Commander of the Junior Officers’ School
- In office 1957–1960

Director General of the Ministry of Defense
- In office 1962–1965

Chief of Police of Kabul
- In office 1965–1969

7th Infantry Division in the Central Corps
- In office 1969–1973

Personal details
- Born: 1925 Kherkoot Kotwazi, Paktika, Kingdom of Afghanistan
- Died: 2 November 1995 Aged (70) Peshawar, Pakistan
- Education: Rashidya Military School, Yohanton Military Academy, Turkish Military Academy
- Occupation: Military Officer
- Awards: Medal of Honour for Faithful Service and Good Conduct

Military service
- Allegiance: Kingdom of Afghanistan
- Branch/service: Royal Afghan Army
- Years of service: 1957-1973
- Rank: Brigadier General
- Commands: 7 Mechanized Infantry Division

= Abdul Hakim Katawazi =

Abdul Hakim Katawazi was a Brigadier General in the Royal Afghan Army, where he served as the commander of the 7 Mechanized Infantry Division in the Central Corps.

==Military career==
From 1957 to 1960, Katawazi was in charge of the Junior Officers’ School, where he trained new military officers. From 1962 to 1965, he served as the Director General of the Ministry of Defense. After that, he became the Chief of Police in Kabul from 1965 to 1969. He later commanded the 7th Infantry Division, one of the country's main military units, until the coup d’état in 1973.

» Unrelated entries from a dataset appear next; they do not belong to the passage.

mod actions;
mod config;
mod console;
mod engine;
mod menu;

use anyhow::Result;
use clap::{Parser, Subcommand};
use config::{Config, EnrollMode, LivenessMode};
use menu::MenuItem;
use std::path::PathBuf;

#[derive(Parser)]
#[command(
    name = "facegate",
    version,
    about = "Webcam face enrollment and verification with liveness checks"
)]
struct Cli {
    /// Config file (default: $FACEGATE_CONFIG, then ~/.config/facegate/config.toml)
    #[arg(short, long, global = true)]
    config: Option<PathBuf>,

    #[command(subcommand)]
    command: Option<Commands>,
}

#[derive(Subcommand)]
enum Commands {
    /// Interactive menu (default)
    Menu,
    /// Enroll a new person from the camera
    Enroll {
        #[arg(long, value_enum)]
        mode: Option<EnrollMode>,
    },
    /// Liveness check, then identify the faces in view
    Verify {
        #[arg(long, value_enum)]
        liveness: Option<LivenessMode>,
    },
    /// Continuously label faces until 'q' is pressed
    Recognize,
    /// Rebuild the store from a directory of images named after each person
    EncodeDir {
        dir: PathBuf,
    },
    /// List enrolled names
    List,
    /// List V4L2 capture devices
    Devices,
}

fn main() -> Result<()> {
    tracing_subscriber::fmt()
        .with_env_filter(tracing_subscriber::EnvFilter::from_default_env())
        .with_writer(std::io::stderr)
        .init();

    let cli = Cli::parse();
    let mut config = Config::load(cli.config.as_deref())?;

    match cli.command.unwrap_or(Commands::Menu) {
        Commands::Menu => menu::run(|item| match item {
            MenuItem::AddFace => actions::enroll(&config),
            MenuItem::VerifyFace => actions::verify(&config),
            MenuItem::Exit => Ok(String::new()),
        })?,
        Commands::Enroll { mode } => {
            if let Some(mode) = mode {
                config.enroll_mode = mode;
            }
            println!("{}", actions::enroll(&config)?);
        }
        Commands::Verify { liveness } => {
            if let Some(liveness) = liveness {
                config.liveness = liveness;
            }
            println!("{}", actions::verify(&config)?);
        }
        Commands::Recognize => println!("{}", actions::recognize(&config)?),
        Commands::EncodeDir { dir } => println!("{}", actions::encode_dir(&config, &dir)?),
        Commands::List => println!("{}", actions::list(&config)?),
        Commands::Devices => println!("{}", actions::devices()),
    }

    Ok(())
}
//! facegate-hw: webcam capture.
//!
//! V4L2 camera access producing grayscale frames, behind the `FrameSource`
//! trait so capture loops can be driven by anything that yields frames.

pub mod camera;
pub mod frame;

pub use camera::{Camera, CameraError, CameraStream, DeviceInfo, PixelFormat, V4l2Device};
pub use frame::{Frame, FrameError};

/// Anything that yields camera frames one at a time.
pub trait FrameSource {
    /// Next frame, or `None` once the source is exhausted.
    fn next_frame(&mut self) -> Result<Option<Frame>, CameraError>;
}

/// A camera that can be opened for the duration of one operation.
pub trait CaptureDevice {
    /// Open the device, hand a running frame source to `f`, release the device.
    fn with_source<R, F>(&self, f: F) -> Result<R, CameraError>
    where
        F: FnOnce(&mut dyn FrameSource) -> R;
}
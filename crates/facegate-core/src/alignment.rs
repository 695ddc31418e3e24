//! Geometric crops feeding the recognition and landmark models.
//!
//! `align_face` warps a face onto the canonical ArcFace 112×112 layout with a
//! least-squares similarity transform over the five detector landmarks.
//! `crop_square` cuts the axis-aligned square used by the 68-point landmark model.

use crate::types::{BoundingBox, GrayImage};

/// ArcFace reference landmarks for a 112×112 output.
const REFERENCE_LANDMARKS_112: [(f32, f32); 5] = [
    (38.2946, 51.6963), // left eye
    (73.5318, 51.5014), // right eye
    (56.0252, 71.7366), // nose
    (41.5493, 92.3655), // left mouth
    (70.7299, 92.2041), // right mouth
];

pub const ALIGNED_SIZE: usize = 112;

/// Similarity transform `dst = s·R·src + t`, stored as `(a, b, tx, ty)` with
/// `a = s·cosθ`, `b = s·sinθ`.
#[derive(Debug, Clone, Copy, PartialEq)]
struct Similarity {
    a: f32,
    b: f32,
    tx: f32,
    ty: f32,
}

impl Similarity {
    /// Closed-form least-squares fit mapping `src` points onto `dst` points.
    fn fit(src: &[(f32, f32)], dst: &[(f32, f32)]) -> Option<Self> {
        let n = src.len().min(dst.len());
        if n == 0 {
            return None;
        }
        let mean = |pts: &[(f32, f32)]| {
            let (sx, sy) = pts[..n]
                .iter()
                .fold((0.0, 0.0), |(ax, ay), &(x, y)| (ax + x, ay + y));
            (sx / n as f32, sy / n as f32)
        };
        let (msx, msy) = mean(src);
        let (mdx, mdy) = mean(dst);

        let mut var = 0.0f32;
        let mut num_a = 0.0f32;
        let mut num_b = 0.0f32;
        for (&(sx, sy), &(dx, dy)) in src.iter().zip(dst.iter()) {
            let (sx, sy) = (sx - msx, sy - msy);
            let (dx, dy) = (dx - mdx, dy - mdy);
            var += sx * sx + sy * sy;
            num_a += sx * dx + sy * dy;
            num_b += sx * dy - sy * dx;
        }
        if var < 1e-12 {
            return None;
        }

        let a = num_a / var;
        let b = num_b / var;
        Some(Self {
            a,
            b,
            tx: mdx - (a * msx - b * msy),
            ty: mdy - (b * msx + a * msy),
        })
    }

    fn apply(&self, (x, y): (f32, f32)) -> (f32, f32) {
        (
            self.a * x - self.b * y + self.tx,
            self.b * x + self.a * y + self.ty,
        )
    }

    fn inverse(&self) -> Option<Self> {
        let det = self.a * self.a + self.b * self.b;
        if det < 1e-12 {
            return None;
        }
        let a = self.a / det;
        let b = -self.b / det;
        Some(Self {
            a,
            b,
            tx: -(a * self.tx - b * self.ty),
            ty: -(b * self.tx + a * self.ty),
        })
    }
}

/// Align a detected face to a canonical 112×112 grayscale crop.
///
/// Returns an all-black crop when the landmarks are degenerate.
pub fn align_face(image: &GrayImage<'_>, landmarks: &[(f32, f32); 5]) -> Vec<u8> {
    let inverse = Similarity::fit(landmarks, &REFERENCE_LANDMARKS_112).and_then(|t| t.inverse());
    let Some(inverse) = inverse else {
        tracing::debug!("degenerate landmarks, skipping alignment");
        return vec![0u8; ALIGNED_SIZE * ALIGNED_SIZE];
    };

    let mut out = Vec::with_capacity(ALIGNED_SIZE * ALIGNED_SIZE);
    for oy in 0..ALIGNED_SIZE {
        for ox in 0..ALIGNED_SIZE {
            let (sx, sy) = inverse.apply((ox as f32, oy as f32));
            out.push(image.sample(sx, sy).round().clamp(0.0, 255.0) as u8);
        }
    }
    out
}

/// Square region around a face box, expanded by `margin` of the longer side.
#[derive(Debug, Clone, Copy, PartialEq)]
pub struct SquareCrop {
    pub x: f32,
    pub y: f32,
    pub side: f32,
}

impl SquareCrop {
    pub fn around(face: &BoundingBox, margin: f32) -> Self {
        let side = face.width.max(face.height) * (1.0 + margin);
        let cx = face.x + face.width / 2.0;
        let cy = face.y + face.height / 2.0;
        Self {
            x: cx - side / 2.0,
            y: cy - side / 2.0,
            side,
        }
    }

    /// Map a point given in crop-normalized [0, 1] coordinates back to the frame.
    pub fn to_frame(&self, (u, v): (f32, f32)) -> (f32, f32) {
        (self.x + u * self.side, self.y + v * self.side)
    }
}

/// Resample `crop` into a `size`×`size` grayscale patch.
pub fn crop_square(image: &GrayImage<'_>, crop: &SquareCrop, size: usize) -> Vec<u8> {
    let step = crop.side / size as f32;
    let mut out = Vec::with_capacity(size * size);
    for y in 0..size {
        let sy = crop.y + (y as f32 + 0.5) * step - 0.5;
        for x in 0..size {
            let sx = crop.x + (x as f32 + 0.5) * step - 0.5;
            out.push(image.sample(sx, sy).round().clamp(0.0, 255.0) as u8);
        }
    }
    out
}

#[cfg(test)]
mod tests {
    use super::*;

    #[test]
    fn test_fit_identity() {
        let t = Similarity::fit(&REFERENCE_LANDMARKS_112, &REFERENCE_LANDMARKS_112).unwrap();
        assert!((t.a - 1.0).abs() < 1e-4, "a = {}", t.a);
        assert!(t.b.abs() < 1e-4, "b = {}", t.b);
        assert!(t.tx.abs() < 1e-3 && t.ty.abs() < 1e-3);
    }

    #[test]
    fn test_fit_recovers_half_scale() {
        let src: Vec<(f32, f32)> = REFERENCE_LANDMARKS_112
            .iter()
            .map(|&(x, y)| (x * 2.0 + 10.0, y * 2.0 - 4.0))
            .collect();
        let t = Similarity::fit(&src, &REFERENCE_LANDMARKS_112).unwrap();
        assert!((t.a - 0.5).abs() < 1e-4, "a = {}", t.a);
        let (x, y) = t.apply(src[2]);
        assert!((x - REFERENCE_LANDMARKS_112[2].0).abs() < 1e-3);
        assert!((y - REFERENCE_LANDMARKS_112[2].1).abs() < 1e-3);
    }

    #[test]
    fn test_inverse_roundtrip() {
        let t = Similarity { a: 0.8, b: 0.3, tx: 12.0, ty: -7.0 };
        let inv = t.inverse().unwrap();
        let (x, y) = inv.apply(t.apply((40.0, 25.0)));
        assert!((x - 40.0).abs() < 1e-3 && (y - 25.0).abs() < 1e-3);
    }

    #[test]
    fn test_fit_degenerate() {
        assert!(Similarity::fit(&[(5.0, 5.0); 5], &REFERENCE_LANDMARKS_112).is_none());
    }

    #[test]
    fn test_align_face_output_size() {
        let frame = vec![128u8; 640 * 480];
        let image = GrayImage::new(&frame, 640, 480);
        let aligned = align_face(&image, &REFERENCE_LANDMARKS_112);
        assert_eq!(aligned.len(), ALIGNED_SIZE * ALIGNED_SIZE);
        // interior of a uniform frame stays uniform
        assert_eq!(aligned[56 * ALIGNED_SIZE + 56], 128);
    }

    #[test]
    fn test_bright_eye_lands_on_reference() {
        let (w, h) = (200usize, 200usize);
        let mut frame = vec![0u8; w * h];
        let src: [(f32, f32); 5] = [
            (80.0, 60.0),
            (120.0, 60.0),
            (100.0, 85.0),
            (85.0, 110.0),
            (115.0, 110.0),
        ];
        for y in 58..63 {
            for x in 78..83 {
                frame[y * w + x] = 255;
            }
        }
        let image = GrayImage::new(&frame, w as u32, h as u32);
        let aligned = align_face(&image, &src);

        let rx = REFERENCE_LANDMARKS_112[0].0.round() as usize;
        let ry = REFERENCE_LANDMARKS_112[0].1.round() as usize;
        let peak = (ry - 1..=ry + 1)
            .flat_map(|y| (rx - 1..=rx + 1).map(move |x| (x, y)))
            .map(|(x, y)| aligned[y * ALIGNED_SIZE + x])
            .max()
            .unwrap();
        assert!(peak > 100, "no bright patch near ({rx}, {ry}), peak={peak}");
    }

    #[test]
    fn test_square_crop_geometry() {
        let face = BoundingBox {
            x: 100.0, y: 50.0, width: 80.0, height: 100.0,
            confidence: 0.9, landmarks: None,
        };
        let crop = SquareCrop::around(&face, 0.1);
        assert!((crop.side - 110.0).abs() < 1e-4);
        let (cx, cy) = crop.to_frame((0.5, 0.5));
        assert!((cx - 140.0).abs() < 1e-4 && (cy - 100.0).abs() < 1e-4);

        let frame = vec![77u8; 320 * 240];
        let patch = crop_square(&GrayImage::new(&frame, 320, 240), &crop, 32);
        assert_eq!(patch.len(), 32 * 32);
        assert_eq!(patch[16 * 32 + 16], 77);
    }
}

==Early life and education==
Katawazi was born into a religious family in Kherkoot Kotwazi, Paktika province.At the age of eight, he moved with his father and uncle to Kabul. During this time, his father and uncle were imprisoned due to political unrest in their home region. While his father was imprisoned, Katawazi and his brother attended the Rashidya Military School.
==Imprisonment==
Following the 1973 Afghan coup d’état, Katawazi was imprisoned for his loyalty to King Zahir Shah, but he was later released. Katawazi was imprisoned again after the Saur Revolution in 1978, but he avoided execution because General Sayed Abdul Ghani Wardak testified that Katawazi was not involved in the coup against the communist government.